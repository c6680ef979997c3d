//! Relay server binary.
//!
//! Wires the yt-dlp runner, the optional catalog API client and the HTTP
//! layer together, then serves until Ctrl-C.

use std::sync::Arc;
use tracing::{info, warn};
use tracing_subscriber::EnvFilter;
use vidrelay::adapters::youtube_api::YouTubeDataApi;
use vidrelay::adapters::ytdlp::YtDlpRunner;
use vidrelay::{router, AppState, RelayConfig};

#[tokio::main]
async fn main() {
    let config = RelayConfig::from_env();

    tracing_subscriber::fmt()
        .with_env_filter(
            EnvFilter::try_from_default_env().unwrap_or_else(|_| EnvFilter::new("info")),
        )
        .init();

    // 1. Adapters
    let runner = Arc::new(YtDlpRunner::new(
        config.tools.clone(),
        config.metadata_timeout,
    ));
    info!(tool = %config.tools.tool_path.display(), "using extraction tool");

    // 2. Application services
    let mut state = AppState::new(runner, &config);
    match &config.youtube_api_key {
        Some(key) => state = state.with_details(Arc::new(YouTubeDataApi::new(key.clone()))),
        None => warn!("YOUTUBE_API_KEY not set, /api/details disabled"),
    }

    // 3. HTTP layer
    let app = router(Arc::new(state), config.static_dir.as_deref());

    // 4. Start server
    let listener = tokio::net::TcpListener::bind(config.bind_address())
        .await
        .expect("Failed to bind TCP listener");
    info!(
        addr = %config.bind_address(),
        max_streams = config.max_concurrent_streams,
        "listening"
    );
    axum::serve(listener, app)
        .with_graceful_shutdown(shutdown_signal())
        .await
        .expect("Server failed to start");
}

async fn shutdown_signal() {
    if let Err(e) = tokio::signal::ctrl_c().await {
        warn!(error = %e, "could not listen for ctrl-c");
        std::future::pending::<()>().await;
    }
    info!("shutting down");
}
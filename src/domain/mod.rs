//! Domain layer - Pure logic, no processes and no sockets.

pub mod arguments;
pub mod catalog;
pub mod details;
pub mod errors;
pub mod framing;
pub mod quality;
pub mod video_id;

pub use errors::{RelayError, RelayResult};
pub use quality::{MediaKind, QualityRequest};
pub use video_id::VideoId;
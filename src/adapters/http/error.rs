use axum::http::StatusCode;
use axum::response::{IntoResponse, Response};
use axum::Json;
use serde_json::json;

use crate::domain::RelayError;

pub fn status_for(err: &RelayError) -> StatusCode {
    match err {
        RelayError::MalformedInput { .. } => StatusCode::BAD_REQUEST,
        RelayError::MetadataUnavailable { .. } => StatusCode::NOT_FOUND,
        RelayError::TranscodeFailed { .. } => StatusCode::INTERNAL_SERVER_ERROR,
        RelayError::StreamInterrupted { .. } => StatusCode::INTERNAL_SERVER_ERROR,
        RelayError::Overloaded => StatusCode::SERVICE_UNAVAILABLE,
    }
}

impl IntoResponse for RelayError {
    fn into_response(self) -> Response {
        let body = Json(json!({ "success": false, "error": self.to_string() }));
        (status_for(&self), body).into_response()
    }
}

#[cfg(test)]
mod tests {
    use super::*;

    #[test]
    fn test_status_mapping() {
        assert_eq!(status_for(&RelayError::malformed("x")), StatusCode::BAD_REQUEST);
        assert_eq!(status_for(&RelayError::metadata("x")), StatusCode::NOT_FOUND);
        assert_eq!(
            status_for(&RelayError::transcode("x")),
            StatusCode::INTERNAL_SERVER_ERROR
        );
        assert_eq!(status_for(&RelayError::Overloaded), StatusCode::SERVICE_UNAVAILABLE);
    }

    #[tokio::test]
    async fn test_error_body_shape() {
        let response = RelayError::metadata("private").into_response();
        assert_eq!(response.status(), StatusCode::NOT_FOUND);
        let bytes = axum::body::to_bytes(response.into_body(), 1024).await.unwrap();
        let value: serde_json::Value = serde_json::from_slice(&bytes).unwrap();
        assert_eq!(value["success"], false);
        assert_eq!(value["error"], "Video not found or inaccessible");
    }
}
use std::process::Output;
use std::sync::Arc;
use tracing::{debug, warn};

use crate::domain::catalog::{FromDump, VideoInfo};
use crate::domain::{RelayError, RelayResult, VideoId};
use crate::ports::tool::ToolRunner;

/// Asks the tool what a video is made of. Both lookups block until the
/// child process has exited.
pub struct CatalogResolver<T> {
    runner: Arc<T>,
}

impl<T> Clone for CatalogResolver<T> {
    fn clone(&self) -> Self {
        Self {
            runner: self.runner.clone(),
        }
    }
}

/// Last non-empty stderr line, which is where the tool puts its verdict.
fn stderr_tail(output: &Output) -> String {
    String::from_utf8_lossy(&output.stderr)
        .lines()
        .rev()
        .find(|line| !line.trim().is_empty())
        .unwrap_or("no diagnostics")
        .to_string()
}

impl<T: ToolRunner> CatalogResolver<T> {
    pub fn new(runner: Arc<T>) -> Self {
        Self { runner }
    }

    fn checked(&self, video: &VideoId, output: std::io::Result<Output>) -> RelayResult<Output> {
        let output = output.map_err(|e| {
            warn!(video = %video, error = %e, "metadata query failed to run");
            RelayError::metadata(e.to_string())
        })?;
        if !output.status.success() {
            let tail = stderr_tail(&output);
            warn!(video = %video, status = %output.status, %tail, "metadata query failed");
            return Err(RelayError::metadata(tail));
        }
        Ok(output)
    }

    pub async fn resolve_catalog(&self, video: &VideoId) -> RelayResult<VideoInfo> {
        let output = self.runner.dump_metadata(&video.watch_url()).await;
        let output = self.checked(video, output)?;

        let dump: serde_json::Value = serde_json::from_slice(&output.stdout).map_err(|e| {
            warn!(video = %video, error = %e, "metadata dump is not JSON");
            RelayError::metadata(format!("unparsable metadata: {}", e))
        })?;

        let info = VideoInfo::from_dump(&dump)
            .ok_or_else(|| RelayError::metadata("metadata dump lacks title or formats"))?;
        debug!(
            video = %video,
            entries = info.catalog.entries().len(),
            "catalog resolved"
        );
        Ok(info)
    }

    /// Cheaper lookup used to name the download.
    pub async fn resolve_title(&self, video: &VideoId) -> RelayResult<String> {
        let output = self.runner.query_title(&video.watch_url()).await;
        let output = self.checked(video, output)?;

        let title = String::from_utf8_lossy(&output.stdout)
            .lines()
            .next()
            .unwrap_or_default()
            .trim()
            .to_string();
        if title.is_empty() {
            return Err(RelayError::metadata("tool returned an empty title"));
        }
        Ok(title)
    }
}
+ + + + +
What to work on
Keeping every line exactly as it is, copy all the records.

Solution
repository c6680ef979997c3d
//! Relay server binary.
//!
//! Wires the yt-dlp runner, the optional catalog API client and the HTTP
//! layer together, then serves until Ctrl-C.

use std::sync::Arc;
use tracing::{info, warn};
use tracing_subscriber::EnvFilter;
use vidrelay::adapters::youtube_api::YouTubeDataApi;
use vidrelay::adapters::ytdlp::YtDlpRunner;
use vidrelay::{router, AppState, RelayConfig};

#[tokio::main]
async fn main() {
    let config = RelayConfig::from_env();

    tracing_subscriber::fmt()
        .with_env_filter(
            EnvFilter::try_from_default_env().unwrap_or_else(|_| EnvFilter::new("info")),
        )
        .init();

    // 1. Adapters
    let runner = Arc::new(YtDlpRunner::new(
        config.tools.clone(),
        config.metadata_timeout,
    ));
    info!(tool = %config.tools.tool_path.display(), "using extraction tool");

    // 2. Application services
    let mut state = AppState::new(runner, &config);
    match &config.youtube_api_key {
        Some(key) => state = state.with_details(Arc::new(YouTubeDataApi::new(key.clone()))),
        None => warn!("YOUTUBE_API_KEY not set, /api/details disabled"),
    }

    // 3. HTTP layer
    let app = router(Arc::new(state), config.static_dir.as_deref());

    // 4. Start server
    let listener = tokio::net::TcpListener::bind(config.bind_address())
        .await
        .expect("Failed to bind TCP listener");
    info!(
        addr = %config.bind_address(),
        max_streams = config.max_concurrent_streams,
        "listening"
    );
    axum::serve(listener, app)
        .with_graceful_shutdown(shutdown_signal())
        .await
        .expect("Server failed to start");
}

async fn shutdown_signal() {
    if let Err(e) = tokio::signal::ctrl_c().await {
        warn!(error = %e, "could not listen for ctrl-c");
        std::future::pending::<()>().await;
    }
    info!("shutting down");
}
filename src/domain/mod.rs
//! Domain layer - Pure logic, no processes and no sockets.

pub mod arguments;
pub mod catalog;
pub mod details;
pub mod errors;
pub mod framing;
pub mod quality;
pub mod video_id;

pub use errors::{RelayError, RelayResult};
pub use quality::{MediaKind, QualityRequest};
pub use video_id::VideoId;
filename src/adapters/http/error.rs
use axum::http::StatusCode;
use axum::response::{IntoResponse, Response};
use axum::Json;
use serde_json::json;

use crate::domain::RelayError;

pub fn status_for(err: &RelayError) -> StatusCode {
    match err {
        RelayError::MalformedInput { .. } => StatusCode::BAD_REQUEST,
        RelayError::MetadataUnavailable { .. } => StatusCode::NOT_FOUND,
        RelayError::TranscodeFailed { .. } => StatusCode::INTERNAL_SERVER_ERROR,
        RelayError::StreamInterrupted { .. } => StatusCode::INTERNAL_SERVER_ERROR,
        RelayError::Overloaded => StatusCode::SERVICE_UNAVAILABLE,
    }
}

impl IntoResponse for RelayError {
    fn into_response(self) -> Response {
        let body = Json(json!({ "success": false, "error": self.to_string() }));
        (status_for(&self), body).into_response()
    }
}

#[cfg(test)]
mod tests {
    use super::*;

    #[test]
    fn test_status_mapping() {
        assert_eq!(status_for(&RelayError::malformed("x")), StatusCode::BAD_REQUEST);
        assert_eq!(status_for(&RelayError::metadata("x")), StatusCode::NOT_FOUND);
        assert_eq!(
            status_for(&RelayError::transcode("x")),
            StatusCode::INTERNAL_SERVER_ERROR
        );
        assert_eq!(status_for(&RelayError::Overloaded), StatusCode::SERVICE_UNAVAILABLE);
    }

    #[tokio::test]
    async fn test_error_body_shape() {
        let response = RelayError::metadata("private").into_response();
        assert_eq!(response.status(), StatusCode::NOT_FOUND);
        let bytes = axum::body::to_bytes(response.into_body(), 1024).await.unwrap();
        let value: serde_json::Value = serde_json::from_slice(&bytes).unwrap();
        assert_eq!(value["success"], false);
        assert_eq!(value["error"], "Video not found or inaccessible");
    }
}
use std::process::Output;
use std::sync::Arc;
use tracing::{debug, warn};

use crate::domain::catalog::{FromDump, VideoInfo};
use crate::domain::{RelayError, RelayResult, VideoId};
use crate::ports::tool::ToolRunner;

/// Asks the tool what a video is made of. Both lookups block until the
/// child process has exited.
pub struct CatalogResolver<T> {
    runner: Arc<T>,
}

impl<T> Clone for CatalogResolver<T> {
    fn clone(&self) -> Self {
        Self {
            runner: self.runner.clone(),
        }
    }
}

/// Last non-empty stderr line, which is where the tool puts its verdict.
fn stderr_tail(output: &Output) -> String {
    String::from_utf8_lossy(&output.stderr)
        .lines()
        .rev()
        .find(|line| !line.trim().is_empty())
        .unwrap_or("no diagnostics")
        .to_string()
}

impl<T: ToolRunner> CatalogResolver<T> {
    pub fn new(runner: Arc<T>) -> Self {
        Self { runner }
    }

    fn checked(&self, video: &VideoId, output: std::io::Result<Output>) -> RelayResult<Output> {
        let output = output.map_err(|e| {
            warn!(video = %video, error = %e, "metadata query failed to run");
            RelayError::metadata(e.to_string())
        })?;
        if !output.status.success() {
            let tail = stderr_tail(&output);
            warn!(video = %video, status = %output.status, %tail, "metadata query failed");
            return Err(RelayError::metadata(tail));
        }
        Ok(output)
    }

    pub async fn resolve_catalog(&self, video: &VideoId) -> RelayResult<VideoInfo> {
        let output = self.runner.dump_metadata(&video.watch_url()).await;
        let output = self.checked(video, output)?;

        let dump: serde_json::Value = serde_json::from_slice(&output.stdout).map_err(|e| {
            warn!(video = %video, error = %e, "metadata dump is not JSON");
            RelayError::metadata(format!("unparsable metadata: {}", e))
        })?;

        let info = VideoInfo::from_dump(&dump)
            .ok_or_else(|| RelayError::metadata("metadata dump lacks title or formats"))?;
        debug!(
            video = %video,
            entries = info.catalog.entries().len(),
            "catalog resolved"
        );
        Ok(info)
    }

    /// Cheaper lookup used to name the download.
    pub async fn resolve_title(&self, video: &VideoId) -> RelayResult<String> {
        let output = self.runner.query_title(&video.watch_url()).await;
        let output = self.checked(video, output)?;

        let title = String::from_utf8_lossy(&output.stdout)
            .lines()
            .next()
            .unwrap_or_default()
            .trim()
            .to_string();
        if title.is_empty() {
            return Err(RelayError::metadata("tool returned an empty title"));
        }
        Ok(title)
    }
}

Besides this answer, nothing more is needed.